My daughter Vicky had been watching me in silence.

‘Can I use the computer?’ she asked ‘I’ve had an epiphany moment and I think I can solve this’.

“Yeah, yeah’ I thought.

Unknown to me, because she is so unassuming, Vicky had used music software while acquiring her degree in computer animation. I often proudly describe what I’m doing but I now know that she’s been pretending to be impressed for a long time.

‘The files are corrupted’ she explained. ‘If I export them to the desktop and place them back into Logic the computer will create files the program can recognise’.

To my indescribable relief it worked.

The files are still corrupt to an extent because Finale converted the score dynamics into *step-edit stuff that sits in the background. I hadn’t used step-edit. This has caused some difficulty in assigning the dynamics (with the automation feature). I can’t find any save option in Finale that will help me to avoid this. MuseScore exports clean midi files, so that will be the way to go. It’s just that, with the current project, I had used Finale to create the score because I believed that, with so many accomplished composers worldwide using the program, I obviously needed to overcome my ‘silly’ dislike of it.


It’s likely that, struggling with deadlines, and with the knowledge of how time-consuming it generally is to learn new stuff, composers just stick with what they know. I did, for a long time. There’s also an element of snobbery about using free programs such as MuseScore.
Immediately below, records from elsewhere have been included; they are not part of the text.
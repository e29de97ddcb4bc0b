use chrono::NaiveDate;
use serde::{Deserialize, Deserializer, Serialize};
use std::fmt;

// ============================================================================
// Query Intent
// ============================================================================

/// Structured travel intent pulled out of a free-text message.
#[derive(Debug, Clone, Default, PartialEq, Eq, Serialize, Deserialize)]
pub struct FlightQueryIntent {
    #[serde(default)]
    pub from: Option<String>,
    #[serde(default)]
    pub to: Option<String>,
    #[serde(default)]
    pub date: Option<String>,
}

impl FlightQueryIntent {
    pub fn new(from: Option<String>, to: Option<String>, date: Option<String>) -> Self {
        Self { from, to, date }.normalized()
    }

    /// Trim every field and drop the blank ones.
    pub fn normalized(self) -> Self {
        fn clean(value: Option<String>) -> Option<String> {
            value
                .map(|v| v.trim().to_string())
                .filter(|v| !v.is_empty() && !v.eq_ignore_ascii_case("null"))
        }

        Self {
            from: clean(self.from),
            to: clean(self.to),
            date: clean(self.date),
        }
    }

    /// Both ends of the route are known.
    pub fn is_complete(&self) -> bool {
        matches!((&self.from, &self.to), (Some(from), Some(to)) if !from.trim().is_empty() && !to.trim().is_empty())
    }

    /// Returns `(from, to)` when the route is complete.
    pub fn route(&self) -> Option<(&str, &str)> {
        if !self.is_complete() {
            return None;
        }
        Some((self.from.as_deref()?, self.to.as_deref()?))
    }
}

// ============================================================================
// Price Analytics
// ============================================================================

#[derive(Debug, Clone, Copy, PartialEq, Eq, Serialize)]
#[serde(rename_all = "lowercase")]
pub enum PriceTrend {
    Rising,
    Falling,
    Stable,
}

impl PriceTrend {
    pub const ALL: [PriceTrend; 3] = [PriceTrend::Rising, PriceTrend::Falling, PriceTrend::Stable];

    /// Lenient parse; anything unrecognised is treated as stable.
    pub fn parse(raw: &str) -> Self {
        match raw.trim().to_ascii_lowercase().as_str() {
            "rising" | "rise" | "up" | "increasing" => PriceTrend::Rising,
            "falling" | "fall" | "down" | "decreasing" => PriceTrend::Falling,
            _ => PriceTrend::Stable,
        }
    }

    /// Force a price delta onto the sign this trend implies.
    pub fn constrain(self, delta: i32) -> i32 {
        match self {
            PriceTrend::Rising => delta.abs(),
            PriceTrend::Falling => -delta.abs(),
            PriceTrend::Stable => delta,
        }
    }

    pub fn as_str(&self) -> &'static str {
        match self {
            PriceTrend::Rising => "rising",
            PriceTrend::Falling => "falling",
            PriceTrend::Stable => "stable",
        }
    }
}

impl fmt::Display for PriceTrend {
    fn fmt(&self, f: &mut fmt::Formatter<'_>) -> fmt::Result {
        f.write_str(self.as_str())
    }
}

impl<'de> Deserialize<'de> for PriceTrend {
    fn deserialize<D>(deserializer: D) -> Result<Self, D::Error>
    where
        D: Deserializer<'de>,
    {
        let raw = String::deserialize(deserializer)?;
        Ok(PriceTrend::parse(&raw))
    }
}

/// Route-level price analytics, either produced by the language model or
/// synthesized locally.
#[derive(Debug, Clone, PartialEq, Serialize, Deserialize)]
#[serde(rename_all = "camelCase")]
pub struct PriceStatistics {
    pub average_price: i32,
    pub price_range: String,
    pub best_time_to_book: String,
    pub cheapest_month: String,
    pub price_insight: String,
    pub price_trend: PriceTrend,
}

impl PriceStatistics {
    /// Parse `MIN-MAX` out of the free-form range, e.g. `"400-600 USD"` or
    /// `"$480-$720"`. Bounds come back ordered.
    pub fn range_bounds(&self) -> Option<(i32, i32)> {
        parse_price_range(&self.price_range)
    }
}

/// Splits on the first dash (ASCII or en dash) and reads the number closest
/// to it on each side.
pub fn parse_price_range(raw: &str) -> Option<(i32, i32)> {
    let (left, right) = raw
        .split_once('-')
        .or_else(|| raw.split_once('\u{2013}'))?;

    let min = last_number(left)?;
    let max = first_number(right)?;
    if min <= 0 || max <= 0 {
        return None;
    }

    Some(if min <= max { (min, max) } else { (max, min) })
}

fn first_number(s: &str) -> Option<i32> {
    let digits: String = s
        .chars()
        .skip_while(|c| !c.is_ascii_digit())
        .take_while(|c| c.is_ascii_digit() || *c == ',')
        .filter(|c| c.is_ascii_digit())
        .collect();
    digits.parse().ok()
}

fn last_number(s: &str) -> Option<i32> {
    let reversed: String = s.chars().rev().collect();
    let digits: String = reversed
        .chars()
        .skip_while(|c| !c.is_ascii_digit())
        .take_while(|c| c.is_ascii_digit() || *c == ',')
        .filter(|c| c.is_ascii_digit())
        .collect();
    digits.chars().rev().collect::<String>().parse().ok()
}

// ============================================================================
// Offers
// ============================================================================

/// A synthetic flight listing rendered as a price card.
#[derive(Debug, Clone, PartialEq, Serialize, Deserialize)]
#[serde(rename_all = "camelCase")]
pub struct FlightOffer {
    pub id: String,
    pub from: String,
    pub to: String,
    #[serde(with = "display_date")]
    pub depart_date: NaiveDate,
    #[serde(with = "display_date")]
    pub return_date: NaiveDate,
    pub price: i32,
    pub previous_price: i32,
    pub airline: String,
    pub currency: String,
    #[serde(default, skip_serializing_if = "Option::is_none")]
    pub insight: Option<String>,
    #[serde(default, skip_serializing_if = "Option::is_none")]
    pub best_time_to_book: Option<String>,
    #[serde(default, skip_serializing_if = "Option::is_none")]
    pub cheapest_month: Option<String>,
}

impl FlightOffer {
    /// Movement since the previous observation; positive means more expensive.
    pub fn price_change(&self) -> i32 {
        self.price - self.previous_price
    }

    pub fn has_annotation(&self) -> bool {
        self.insight.is_some() || self.best_time_to_book.is_some() || self.cheapest_month.is_some()
    }
}

/// Dates travel as `"November 20, 2026"`.
pub mod display_date {
    use chrono::NaiveDate;
    use serde::{Deserialize, Deserializer, Serializer};

    pub const FORMAT: &str = "%B %-d, %Y";

    pub fn serialize<S>(date: &NaiveDate, serializer: S) -> Result<S::Ok, S::Error>
    where
        S: Serializer,
    {
        serializer.serialize_str(&date.format(FORMAT).to_string())
    }

    pub fn deserialize<'de, D>(deserializer: D) -> Result<NaiveDate, D::Error>
    where
        D: Deserializer<'de>,
    {
        let raw = String::deserialize(deserializer)?;
        NaiveDate::parse_from_str(raw.trim(), FORMAT)
            .or_else(|_| NaiveDate::parse_from_str(raw.trim(), "%Y-%m-%d"))
            .map_err(serde::de::Error::custom)
    }
}

#[cfg(test)]
mod tests {
    use super::*;

    #[test]
    fn test_intent_normalization() {
        let intent = FlightQueryIntent::new(Some("  dubai ".into()), Some("".into()), Some("null".into()));
        assert_eq!(intent.from.as_deref(), Some("dubai"));
        assert_eq!(intent.to, None);
        assert_eq!(intent.date, None);
        assert!(!intent.is_complete());
        assert!(intent.route().is_none());
    }

    #[test]
    fn test_trend_parse_and_constrain() {
        assert_eq!(PriceTrend::parse("Rising"), PriceTrend::Rising);
        assert_eq!(PriceTrend::parse(" falling "), PriceTrend::Falling);
        assert_eq!(PriceTrend::parse("volatile"), PriceTrend::Stable);

        assert_eq!(PriceTrend::Rising.constrain(-12), 12);
        assert_eq!(PriceTrend::Falling.constrain(12), -12);
        assert_eq!(PriceTrend::Stable.constrain(-3), -3);
    }

    #[test]
    fn test_price_range_formats() {
        assert_eq!(parse_price_range("400-600 USD"), Some((400, 600)));
        assert_eq!(parse_price_range("$480-$720"), Some((480, 720)));
        assert_eq!(parse_price_range("$1,200 - $1,500"), Some((1200, 1500)));
        assert_eq!(parse_price_range("900-700"), Some((700, 900)));
        assert_eq!(parse_price_range("around 500 dollars"), None);
        assert_eq!(parse_price_range("-"), None);
    }

    #[test]
    fn test_statistics_wire_format() {
        let json = r#"{
            "averagePrice": 650,
            "priceRange": "550-800 USD",
            "bestTimeToBook": "2 months ahead",
            "cheapestMonth": "February",
            "priceInsight": "Summer is peak season.",
            "priceTrend": "Falling"
        }"#;
        let stats: PriceStatistics = serde_json::from_str(json).expect("Failed to deserialize");
        assert_eq!(stats.price_trend, PriceTrend::Falling);
        assert_eq!(stats.range_bounds(), Some((550, 800)));

        let value = serde_json::to_value(&stats).unwrap();
        assert_eq!(value["priceTrend"], "falling");
        assert_eq!(value["bestTimeToBook"], "2 months ahead");
    }

    #[test]
    fn test_offer_serialization() {
        let offer = FlightOffer {
            id: "flight1".to_string(),
            from: "Dubai (DXB)".to_string(),
            to: "London (LHR)".to_string(),
            depart_date: NaiveDate::from_ymd_opt(2026, 11, 20).unwrap(),
            return_date: NaiveDate::from_ymd_opt(2026, 11, 28).unwrap(),
            price: 710,
            previous_price: 695,
            airline: "Emirates".to_string(),
            currency: "USD".to_string(),
            insight: None,
            best_time_to_book: None,
            cheapest_month: Some("March".to_string()),
        };

        let value = serde_json::to_value(&offer).unwrap();
        assert_eq!(value["departDate"], "November 20, 2026");
        assert_eq!(value["previousPrice"], 695);
        assert!(value.get("insight").is_none());
        assert_eq!(offer.price_change(), 15);

        let back: FlightOffer = serde_json::from_value(value).unwrap();
        assert_eq!(back.depart_date, offer.depart_date);
    }
}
[An impressive feature of the piano-roll edit feature in Logic Pro was revealed when I took  the midi files featuring 4/4, 5/4 and 11/8 time signatures into a project set up simply in the default 4/4 metre and it all worked! To make matters even more diabolical, I had subjected the 3,3,3 2 structure of the 11/8 to permutations, so that the ‘2’ portion moves around cyclically.]

*I’m grateful to a contributor to the Logic Pro forum for a clever solution to this problem. My files are now clean and the improvement to the overall sound is dramatic.